In the 1950s it was predicted that the muon, a particle much like an electron but with over 200 times the mass, could act as a catalyst for fusion. This was soon verified experimentally. The catch was that muons are expensive to produce and, though they are not used up in the reactions, they have a short life span. The reaction does, however, provide a proof of concept because the reaction happens at temperatures much lower than necessary for plasma fusion.

The question then becomes: are there cheaper alternatives to muons? In metal crystals the metal atoms are arranged in regular arrays and some of the electrons are free to move about, which is what allows them to conduct electricity. Groups of electrons can synchronise and these clusters can, in QM, be seen as particles in their own right. These particles can potentially have the mass of millions of electrons.

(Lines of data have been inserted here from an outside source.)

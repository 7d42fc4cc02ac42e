//! Unattended runs between random-walk snakes, printed to stdout.

use anyhow::{Context, Result};
use std::io::Write;
use std::time::Duration;
use tracing::info;

use crate::game::{Controller, Game, GameConfig, RandomWalk, RunSummary, Runner};
use crate::render::render_ascii;

/// Output options for a headless run
#[derive(Debug, Clone)]
pub struct HeadlessOptions {
    pub snakes: usize,
    /// Pause between turns when printing boards
    pub delay: Duration,
    /// Print the board after every turn
    pub show_board: bool,
    /// Print the final board as JSON
    pub json: bool,
}

impl Default for HeadlessOptions {
    fn default() -> Self {
        Self {
            snakes: 1,
            delay: Duration::from_millis(100),
            show_board: true,
            json: false,
        }
    }
}

pub struct HeadlessMode {
    config: GameConfig,
    options: HeadlessOptions,
}

impl HeadlessMode {
    pub fn new(config: GameConfig, options: HeadlessOptions) -> Self {
        Self { config, options }
    }

    fn controllers(&self) -> Vec<Box<dyn Controller>> {
        (1..=self.options.snakes)
            .map(|n| {
                let name = format!("ai-{n}");
                let walker = match self.config.seed {
                    Some(seed) => RandomWalk::seeded(name, seed.wrapping_add(n as u64)),
                    None => RandomWalk::new(name),
                };
                Box::new(walker) as Box<dyn Controller>
            })
            .collect()
    }

    /// Play a full game, writing boards and the result to `out`.
    pub fn run_to<W: Write>(&self, out: &mut W) -> Result<RunSummary> {
        let mut game =
            Game::new(self.config.clone(), self.controllers()).context("Failed to set up game")?;
        let runner = Runner::for_game(&game);

        if self.options.show_board {
            write!(out, "{}", render_ascii(&game.view()))?;
        }

        let mut write_error = None;
        let summary = runner.run_with(&mut game, |view, report| {
            if !self.options.show_board || write_error.is_some() {
                return;
            }
            let mut frame = format!("turn {}\n{}", view.turn, render_ascii(view));
            for (id, cause) in &report.deaths {
                frame.push_str(&format!("snake {id} died: {cause:?}\n"));
            }
            if let Err(err) = out.write_all(frame.as_bytes()) {
                write_error = Some(err);
                return;
            }
            if !self.options.delay.is_zero() {
                std::thread::sleep(self.options.delay);
            }
        });
        if let Some(err) = write_error {
            return Err(err).context("Failed to write board");
        }

        writeln!(out, "{}", Self::describe(&summary, &game))?;
        if self.options.json {
            let json = summary
                .final_view
                .to_json()
                .context("Failed to serialize final board")?;
            writeln!(out, "{json}")?;
        }

        info!(turns = summary.turns, "Headless run complete");
        Ok(summary)
    }

    pub fn run(&self) -> Result<RunSummary> {
        let stdout = std::io::stdout();
        let mut lock = stdout.lock();
        self.run_to(&mut lock)
    }

    fn describe(summary: &RunSummary, game: &Game) -> String {
        let name = |id| {
            game.snake(id)
                .map(|snake| snake.name().to_string())
                .unwrap_or_else(|| id.to_string())
        };
        let outcome = match summary.winner {
            Some(id) => format!("winner: {}", name(id)),
            None if !summary.survivors.is_empty() => format!(
                "survivors: {}",
                summary
                    .survivors
                    .iter()
                    .map(|&id| name(id))
                    .collect::<Vec<_>>()
                    .join(", ")
            ),
            None => "no winner".to_string(),
        };
        let lengths = game
            .snakes()
            .iter()
            .map(|snake| format!("{}={}", snake.name(), snake.len()))
            .collect::<Vec<_>>()
            .join(" ");

        format!(
            "finished after {} turns, {outcome}{} [{lengths}]",
            summary.turns,
            if summary.hit_turn_limit {
                " (turn limit)"
            } else {
                ""
            }
        )
    }
}
use crossterm::event::{KeyCode, KeyEvent, KeyModifiers};

use crate::game::Direction;

#[derive(Debug, Clone, PartialEq, Eq)]
pub enum KeyAction {
    Steer(Direction),
    TogglePause,
    Restart,
    Quit,
    None,
}

/// Maps key presses to actions.
///
/// Arrow keys and WASD steer in the direction printed on the key.
pub struct InputHandler;

impl InputHandler {
    pub fn new() -> Self {
        Self
    }

    pub fn handle_key_event(&self, key: KeyEvent) -> KeyAction {
        // Handle Ctrl+C
        if key.modifiers.contains(KeyModifiers::CONTROL) && key.code == KeyCode::Char('c') {
            return KeyAction::Quit;
        }

        match key.code {
            KeyCode::Up | KeyCode::Char('w') | KeyCode::Char('W') => {
                KeyAction::Steer(Direction::Up)
            }
            KeyCode::Down | KeyCode::Char('s') | KeyCode::Char('S') => {
                KeyAction::Steer(Direction::Down)
            }
            KeyCode::Left | KeyCode::Char('a') | KeyCode::Char('A') => {
                KeyAction::Steer(Direction::Left)
            }
            KeyCode::Right | KeyCode::Char('d') | KeyCode::Char('D') => {
                KeyAction::Steer(Direction::Right)
            }

            // Controls
            KeyCode::Char('p') | KeyCode::Char('P') | KeyCode::Char(' ') => KeyAction::TogglePause,
            KeyCode::Char('q') | KeyCode::Char('Q') | KeyCode::Esc => KeyAction::Quit,
            KeyCode::Char('r') | KeyCode::Char('R') => KeyAction::Restart,

            _ => KeyAction::None,
        }
    }
}

impl Default for InputHandler {
    fn default() -> Self {
        Self::new()
    }
}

Metals can also absorb hydrogen which forms regular arrays in between the metal atoms. In the 1980s, QM calculations suggested that these might form flat resonant sheets of matter within the crystal. Here adjacent hydrogen nuclei are already synchronised and the large synchronised sheet can potentially act as the catalyst. One metal, in particular, absorbs hydrogen readily: palladium. Now if we look beside the road we have followed we see a battered and bullet-holed sign saying ‘Cold Fusion Was Here’. Respectable, orthodox physicists quickly avert their eyes and cross themselves nervously repeating a few grave incantations: ‘Nuclear fusion in a test-tube? Impossible! It needs high temperatures. It must produce high energy photons or other particles. We’ve seen so in plasma fusion. That’s how it happens in the sun.’

For a couple of electro-chemist interlopers to suddenly appear centre stage in the Physics tent and put on a poorly rehearsed performance was too much to bear. They were jeered off the stage and pelted with the academic equivalent of rotten eggs. Overnight reviews condemned. Cautious reviewers procrastinated. The act went underground. In retrospect, pushing for large scale energy production – even test-tube scale – was probablty too ambitious. A more conventional approach would be to attempt to set up and observe single fusion events in an appropriate solid lattice and scale from there. Metals may not be the best place to start. There are plenty of regualar structures in nature that exhibit large-scale quantum resonance – even structures in the cells of our bodies. Carbon nanotubes provide a strong, regular structure with interesting electrical properties.

One intriguing possibility for this Lattice Catalysed Fusion is the direct transfer of energy to electrons in the lattice and, hence, the possibility of direct and efficient production of electrical energy. Quick results are unlikely but the potential benefits are too great to be ignored.